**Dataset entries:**
########
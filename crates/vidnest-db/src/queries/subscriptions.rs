use anyhow::Result;
use rusqlite::Row;

use crate::Database;
use crate::models::SubscriptionUserRow;

fn map_subscription_user(row: &Row) -> rusqlite::Result<SubscriptionUserRow> {
    Ok(SubscriptionUserRow {
        user_id: row.get(0)?,
        username: row.get::<_, Option<String>>(1)?.unwrap_or_else(|| "unknown".to_string()),
        subscribed_at: row.get(2)?,
    })
}

impl Database {
    /// Toggle a subscription relation; same conditional-delete shape as
    /// [`Database::toggle_like`]. Returns true when subscribed.
    pub fn toggle_subscription(&self, id: &str, subscriber_id: &str, channel_id: &str) -> Result<bool> {
        self.with_conn(|conn| {
            let deleted = conn.execute(
                "DELETE FROM subscriptions WHERE subscriber_id = ?1 AND channel_id = ?2",
                rusqlite::params![subscriber_id, channel_id],
            )?;

            if deleted > 0 {
                return Ok(false);
            }

            conn.execute(
                "INSERT INTO subscriptions (id, subscriber_id, channel_id) VALUES (?1, ?2, ?3)",
                rusqlite::params![id, subscriber_id, channel_id],
            )?;
            Ok(true)
        })
    }

    pub fn subscription_exists(&self, subscriber_id: &str, channel_id: &str) -> Result<bool> {
        self.with_conn(|conn| {
            let count: i64 = conn.query_row(
                "SELECT COUNT(*) FROM subscriptions WHERE subscriber_id = ?1 AND channel_id = ?2",
                rusqlite::params![subscriber_id, channel_id],
                |row| row.get(0),
            )?;
            Ok(count > 0)
        })
    }

    /// Users subscribed to a channel, composed with the subscriber document.
    pub fn list_channel_subscribers(&self, channel_id: &str) -> Result<Vec<SubscriptionUserRow>> {
        self.with_conn(|conn| {
            let mut stmt = conn.prepare(
                "SELECT s.subscriber_id, u.username, s.created_at
                 FROM subscriptions s LEFT JOIN users u ON s.subscriber_id = u.id
                 WHERE s.channel_id = ?1
                 ORDER BY s.created_at DESC",
            )?;
            let rows = stmt
                .query_map([channel_id], map_subscription_user)?
                .collect::<std::result::Result<Vec<_>, _>>()?;
            Ok(rows)
        })
    }

    /// Channels a user is subscribed to, composed with the channel document.
    pub fn list_subscribed_channels(&self, subscriber_id: &str) -> Result<Vec<SubscriptionUserRow>> {
        self.with_conn(|conn| {
            let mut stmt = conn.prepare(
                "SELECT s.channel_id, u.username, s.created_at
                 FROM subscriptions s LEFT JOIN users u ON s.channel_id = u.id
                 WHERE s.subscriber_id = ?1
                 ORDER BY s.created_at DESC",
            )?;
            let rows = stmt
                .query_map([subscriber_id], map_subscription_user)?
                .collect::<std::result::Result<Vec<_>, _>>()?;
            Ok(rows)
        })
    }
}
########
**Task goal:**
Output every record verbatim.

**Exercise answer:**
filename crates/vidnest-db/src/queries/subscriptions.rs
use anyhow::Result;
use rusqlite::Row;

use crate::Database;
use crate::models::SubscriptionUserRow;

fn map_subscription_user(row: &Row) -> rusqlite::Result<SubscriptionUserRow> {
    Ok(SubscriptionUserRow {
        user_id: row.get(0)?,
        username: row.get::<_, Option<String>>(1)?.unwrap_or_else(|| "unknown".to_string()),
        subscribed_at: row.get(2)?,
    })
}

impl Database {
    /// Toggle a subscription relation; same conditional-delete shape as
    /// [`Database::toggle_like`]. Returns true when subscribed.
    pub fn toggle_subscription(&self, id: &str, subscriber_id: &str, channel_id: &str) -> Result<bool> {
        self.with_conn(|conn| {
            let deleted = conn.execute(
                "DELETE FROM subscriptions WHERE subscriber_id = ?1 AND channel_id = ?2",
                rusqlite::params![subscriber_id, channel_id],
            )?;

            if deleted > 0 {
                return Ok(false);
            }

            conn.execute(
                "INSERT INTO subscriptions (id, subscriber_id, channel_id) VALUES (?1, ?2, ?3)",
                rusqlite::params![id, subscriber_id, channel_id],
            )?;
            Ok(true)
        })
    }

    pub fn subscription_exists(&self, subscriber_id: &str, channel_id: &str) -> Result<bool> {
        self.with_conn(|conn| {
            let count: i64 = conn.query_row(
                "SELECT COUNT(*) FROM subscriptions WHERE subscriber_id = ?1 AND channel_id = ?2",
                rusqlite::params![subscriber_id, channel_id],
                |row| row.get(0),
            )?;
            Ok(count > 0)
        })
    }

    /// Users subscribed to a channel, composed with the subscriber document.
    pub fn list_channel_subscribers(&self, channel_id: &str) -> Result<Vec<SubscriptionUserRow>> {
        self.with_conn(|conn| {
            let mut stmt = conn.prepare(
                "SELECT s.subscriber_id, u.username, s.created_at
                 FROM subscriptions s LEFT JOIN users u ON s.subscriber_id = u.id
                 WHERE s.channel_id = ?1
                 ORDER BY s.created_at DESC",
            )?;
            let rows = stmt
                .query_map([channel_id], map_subscription_user)?
                .collect::<std::result::Result<Vec<_>, _>>()?;
            Ok(rows)
        })
    }

    /// Channels a user is subscribed to, composed with the channel document.
    pub fn list_subscribed_channels(&self, subscriber_id: &str) -> Result<Vec<SubscriptionUserRow>> {
        self.with_conn(|conn| {
            let mut stmt = conn.prepare(
                "SELECT s.channel_id, u.username, s.created_at
                 FROM subscriptions s LEFT JOIN users u ON s.channel_id = u.id
                 WHERE s.subscriber_id = ?1
                 ORDER BY s.created_at DESC",
            )?;
            let rows = stmt
                .query_map([subscriber_id], map_subscription_user)?
                .collect::<std::result::Result<Vec<_>, _>>()?;
            Ok(rows)
        })
    }
}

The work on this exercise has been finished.